Biosynthesis of monoterpenes: Demonstration of a geranyl pyrophosphate:(−)-bornyl pyrophosphate cyclase in soluble enzyme preparations from tansy ( Tanacetum vulgare)

Abstract

Tansy ( Tanacetum vulgare L.) produces an essential oil containing the optically pure monoterpene ketone, (−)-camphor, as a major constituent. A soluble enzyme preparation from immature leaves of this plant converts the acyclic precursor [1- 3H]geranyl pyrophosphate to the bicyclic monoterpene alcohol borneol in the presence of MgCl 2, and oxidizes a portion of the borneol to camphor in the presence of a pyridine nucleotide. The identity of the major biosynthetic product as borneol was confirmed by chemical oxidation to camphor and crystallization of the derived oxime to constant specific radioactivity. The stereochemistry of the borneol was verified as the (−)-(1 S,4 S) isomer by oxidation to camphor, conversion to the corresponding ketal with D-(−)-2,3-butanediol, and separation of diastereoisomers by radio-gas-liquid chromatography. When enzyme reaction mixtures were treated with a mixture of acid phosphatase and apyrase, following an initial ether extraction of labeled borneol, additional quantities of borneol were generated, indicating the presence of a phosphorylated derivative of borneol. This water-soluble metabolite was prepared by large-scale enzyme incubations with [1- 3H]geranyl pyrophosphate (plus phosphatase inhibitor), and the identity of the initial cyclization product was established as (−)-bornyl pyrophosphate by direct ion-exchange chromatographic analysis and enzymatic hydrolysis. The pathway for the formation of (−)-(1 S,4 S)-camphor was therefore identical to that previously demonstrated for the (+)-(1 R,4 R) isomer, involving cyclization of geranyl pyrophosphate to bornyl pyrophosphate, hydrolysis of this intermediate to borneol, and oxidation of the alcohol to the ketone.

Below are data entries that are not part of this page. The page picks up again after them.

impl FeatureDispatcher {
    /// Wires the dispatcher from config and collaborators. The engine client
    /// is created only when the config declares an engine server; its
    /// absence removes the register command from discovery.
    pub fn new(
        config: ServerConfig,
        model_provider: Arc<dyn ModelProvider>,
        plan_generator: Arc<dyn PlanGenerator>,
        plan_executor: Arc<dyn PlanExecutor>,
    ) -> Self {
        let engine_client = config.engine_server.clone().map(|engine_config| {
            Arc::new(HttpEngineServerClient::new(engine_config)) as Arc<dyn EngineServerClient>
        });
        Self {
            config,
            model_provider,
            plan_generator,
            plan_executor,
            engine_client,
            compile_cache: DashMap::new(),
        }
    }

    /// Replaces the engine client, e.g. with a mock. Configuring a client
    /// this way also enables the register command.
    pub fn with_engine_client(mut self, client: Arc<dyn EngineServerClient>) -> Self {
        self.engine_client = Some(client);
        self
    }

    pub fn keywords(&self) -> &'static [&'static str] {
        &completion::KEYWORDS
    }

    /// Compiled form of the section, shared across concurrent requests.
    /// Compilation is collaborator work and may block, so it runs on a
    /// blocking worker rather than the request-acceptance path. Racing
    /// requests may compile the same section twice; the cache insert is
    /// idempotent.
    async fn compile(&self, section: &Section) -> InternalResult<Arc<CompileResult>> {
        if let Some(cached) = self.compile_cache.get(&section.document_id) {
            return Ok(cached.clone());
        }
        let provider = self.model_provider.clone();
        let owned = section.clone();
        let compiled = tokio::task::spawn_blocking(move || provider.compile(&owned))
            .await
            .map_err(|e| Error::internal(format!("compile task failed: {}", e)))?;
        self.compile_cache
            .insert(section.document_id.clone(), compiled.clone());
        Ok(compiled)
    }

    /// Drops the cached compiled form for a document. Called by the
    /// transport layer on document change.
    pub fn invalidate(&self, document_id: &str) {
        self.compile_cache.remove(document_id);
    }

    /// The ordered set of commands currently valid for the section's
    /// constructs.
    #[instrument(skip(self, section), fields(document_id = %section.document_id))]
    pub async fn collect_commands(&self, section: &Section) -> Vec<Command> {
        let compile = match self.compile(section).await {
            Ok(compile) => compile,
            Err(e) => {
                warn!(error = %e, "command discovery aborted");
                return vec![];
            }
        };
        let engine_configured = self.engine_client.is_some();
        let mut commands = Vec::new();
        for construct in compile.parse().constructs() {
            if let Some(service) = construct.as_service() {
                collect_service_commands(service, engine_configured, &mut |command| {
                    commands.push(command)
                });
            }
        }
        commands
    }

    /// Dispatches a client-issued command against a construct. Known ids
    /// route to their handlers; an unknown id falls back to the generic
    /// function-execution path when the construct exposes an invocable
    /// expression, and otherwise to the default handler, which reports the
    /// unknown command. Failures never propagate: the boundary converts them
    /// into a single ERROR result carrying the rendered failure chain.
    #[instrument(skip(self, section, string_args, typed_args), fields(document_id = %section.document_id))]
    pub async fn execute(
        &self,
        section: &Section,
        construct_path: &str,
        command_id: &str,
        string_args: &HashMap<String, String>,
        typed_args: &HashMap<String, serde_json::Value>,
    ) -> Vec<ExecutionResult> {
        let compile = match self.compile(section).await {
            Ok(compile) => compile,
            Err(e) => return self.boundary(construct_path, Err(e)),
        };
        // String-typed arguments (the usual carrier for variant keys) merge
        // into the typed set; typed values win on collision.
        let mut args = typed_args.clone();
        for (key, value) in string_args {
            args.entry(key.clone())
                .or_insert_with(|| serde_json::Value::String(value.clone()));
        }
        let outcome = match command_id {
            RUN_LEGACY_TESTS_COMMAND_ID => {
                return testing::run_legacy_tests(
                    &compile,
                    construct_path,
                    self.plan_executor.as_ref(),
                    &self.config.platform,
                )
                .await;
            }
            REGISTER_SERVICE_COMMAND_ID => self.register_service(&compile, construct_path).await,
            EXECUTE_FUNCTION_COMMAND_ID => {
                self.execute_function(&compile, construct_path, &args).await
            }
            other => {
                let applies = compile
                    .parse()
                    .service(construct_path)
                    .map(|service| service.lambda().is_some())
                    .unwrap_or(false);
                if applies {
                    debug!(command_id = other, "falling back to function execution");
                    self.execute_function(&compile, construct_path, &args).await
                } else {
                    Err(Error::Command(CommandError::UnknownCommand {
                        id: other.to_string(),
                    }))
                }
            }
        };
        self.boundary(construct_path, outcome)
    }

    /// Runs the construct's declared (new-style) test suites.
    #[instrument(skip(self, section), fields(document_id = %section.document_id))]
    pub async fn run_tests(
        &self,
        section: &Section,
        construct_path: &str,
    ) -> Vec<ExecutionResult> {
        let compile = match self.compile(section).await {
            Ok(compile) => compile,
            Err(e) => return self.boundary(construct_path, Err(e)),
        };
        testing::run_suite_tests(
            &compile,
            construct_path,
            self.plan_executor.as_ref(),
            &self.config.platform,
        )
        .await
    }

    /// Lazy sequence of optional reference resolvers for every symbolic
    /// pointer reachable from the construct. Constructs without references
    /// (or without a compiled form for the post-semantic stage) yield what
    /// they can; missing or non-service constructs yield an empty sequence.
    #[instrument(skip(self, section), fields(document_id = %section.document_id))]
    pub async fn find_references(&self, section: &Section, construct_path: &str) -> ReferenceStream {
        let compile = match self.compile(section).await {
            Ok(compile) => compile,
            Err(e) => {
                warn!(error = %e, "reference resolution aborted");
                return Box::new(std::iter::empty());
            }
        };
        let service = match compile.parse().service(construct_path) {
            Ok(service) => service,
            Err(e) => {
                debug!(error = %e, "no references for construct");
                return Box::new(std::iter::empty());
            }
        };
        let compiled = compile
            .model()
            .ok()
            .and_then(|model| model.compiled_service(construct_path))
            .cloned()
            .map(Arc::new);
        service_references(service, compiled)
    }

    /// Completion suggestions for a position, from the static tables.
    pub fn get_completions(&self, section: &Section, position: &TextPosition) -> Vec<Completion> {
        completion::completions(section, position)
    }

    /// Executes a tabular-data query against the construct's execution plan.
    /// The token is polled cooperatively: a cancelled request aborts before
    /// plan execution and reports a single ERROR result.
    #[instrument(skip(self, section, query, typed_args), fields(document_id = %section.document_id, request_id = %token.request_id()))]
    pub async fn execute_tds_request(
        &self,
        section: &Section,
        construct_path: &str,
        query: &TdsQuery,
        typed_args: &HashMap<String, serde_json::Value>,
        token: &CancellationToken,
    ) -> ExecutionResult {
        let outcome = self
            .tds_request(section, construct_path, query, typed_args, token)
            .await;
        match outcome {
            Ok(result) => result,
            Err(e) => ExecutionResult::error_result(&e, None, construct_path, None),
        }
    }

    async fn tds_request(
        &self,
        section: &Section,
        construct_path: &str,
        query: &TdsQuery,
        typed_args: &HashMap<String, serde_json::Value>,
        token: &CancellationToken,
    ) -> InternalResult<ExecutionResult> {
        let compile = self.compile(section).await?;
        let service = compile.parse().service(construct_path)?;
        let model = compile.model()?;
        let plan = generate_plan(
            service,
            typed_args,
            model,
            self.plan_generator.as_ref(),
            &self.config.platform,
        )?;
        if token.is_cancelled() {
            warn!("TDS request cancelled before execution");
            return Ok(cancelled_result(construct_path, token, service));
        }
        let mut params = typed_args.clone();
        params.insert(
            "tdsRequest".to_string(),
            serde_json::to_value(query).map_err(CollaboratorError::from)?,
        );
        let value = self
            .plan_executor
            .execute(&plan, &params, Some(token))
            .await?;
        if token.is_cancelled() {
            warn!("TDS request cancelled during execution");
            return Ok(cancelled_result(construct_path, token, service));
        }
        let message =
            serde_json::to_string_pretty(&value).map_err(CollaboratorError::from)?;
        Ok(ExecutionResult::with_id(
            construct_path,
            ResultType::Success,
            message,
            service.location.clone(),
        ))
    }

    /// Generic function-execution path: resolve the execution variant,
    /// generate a plan, execute it, and report the serialized output.
    async fn execute_function(
        &self,
        compile: &CompileResult,
        construct_path: &str,
        typed_args: &HashMap<String, serde_json::Value>,
    ) -> InternalResult<Vec<ExecutionResult>> {
        let service = compile.parse().service(construct_path)?;
        let model = compile.model()?;
        let plan = generate_plan(
            service,
            typed_args,
            model,
            self.plan_generator.as_ref(),
            &self.config.platform,
        )?;
        let value = self.plan_executor.execute(&plan, typed_args, None).await?;
        let message = serde_json::to_string_pretty(&value).map_err(CollaboratorError::from)?;
        Ok(vec![ExecutionResult::with_id(
            construct_path,
            ResultType::Success,
            message,
            service.location.clone(),
        )])
    }

    /// Posts the serialized model to the engine server. The response is
    /// pretty-printed when it parses as JSON, otherwise returned verbatim,
    /// always at SUCCESS; transport failures surface at the dispatch
    /// boundary.
    async fn register_service(
        &self,
        compile: &CompileResult,
        construct_path: &str,
    ) -> InternalResult<Vec<ExecutionResult>> {
        let client = self
            .engine_client
            .as_ref()
            .ok_or(CollaboratorError::EngineServerNotConfigured)?;
        let service = compile.parse().service(construct_path)?;
        let payload = registration_payload(compile, service);
        let response = client.register(&payload).await?;
        let message = match serde_json::from_str::<serde_json::Value>(&response) {
            Ok(parsed) => {
                serde_json::to_string_pretty(&parsed).unwrap_or_else(|_| response.clone())
            }
            Err(_) => response,
        };
        Ok(vec![ExecutionResult::with_id(
            construct_path,
            ResultType::Success,
            message,
            service.location.clone(),
        )])
    }

    fn boundary(
        &self,
        construct_path: &str,
        outcome: InternalResult<Vec<ExecutionResult>>,
    ) -> Vec<ExecutionResult> {
        match outcome {
            Ok(results) => results,
            Err(e) => {
                warn!(error = %e, "command failed at dispatch boundary");
                vec![ExecutionResult::error_result(&e, None, construct_path, None)]
            }
        }
    }
}

fn registration_payload(compile: &CompileResult, service: &ServiceDef) -> RegistrationPayload {
    RegistrationPayload {
        origin: RegistrationOrigin {
            serializer_name: SERIALIZER_NAME.to_string(),
            serializer_version: SERIALIZER_VERSION.to_string(),
            base_version: "latest".to_string(),
            version: "none".to_string(),
            service_path: service.path.clone(),
        },
        constructs: compile.parse().constructs().cloned().collect(),
    }
}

The labeling pattern of the product derived from [1- 3H 2, U- 14C]geranyl pyrophosphate was determined by oxidation of the biosynthetic borneol to camphor and selective removal of tritium by exchange of the α hydrogens at C3 of the ketone. This labeling pattern was identical to that observed previously for the (+) isomer, suggesting the same mechanism of cyclization, but of opposite enantiospecificity. Some properties of the antipodal (+)- and (−)-bornyl pyrophosphate cyclases were compared.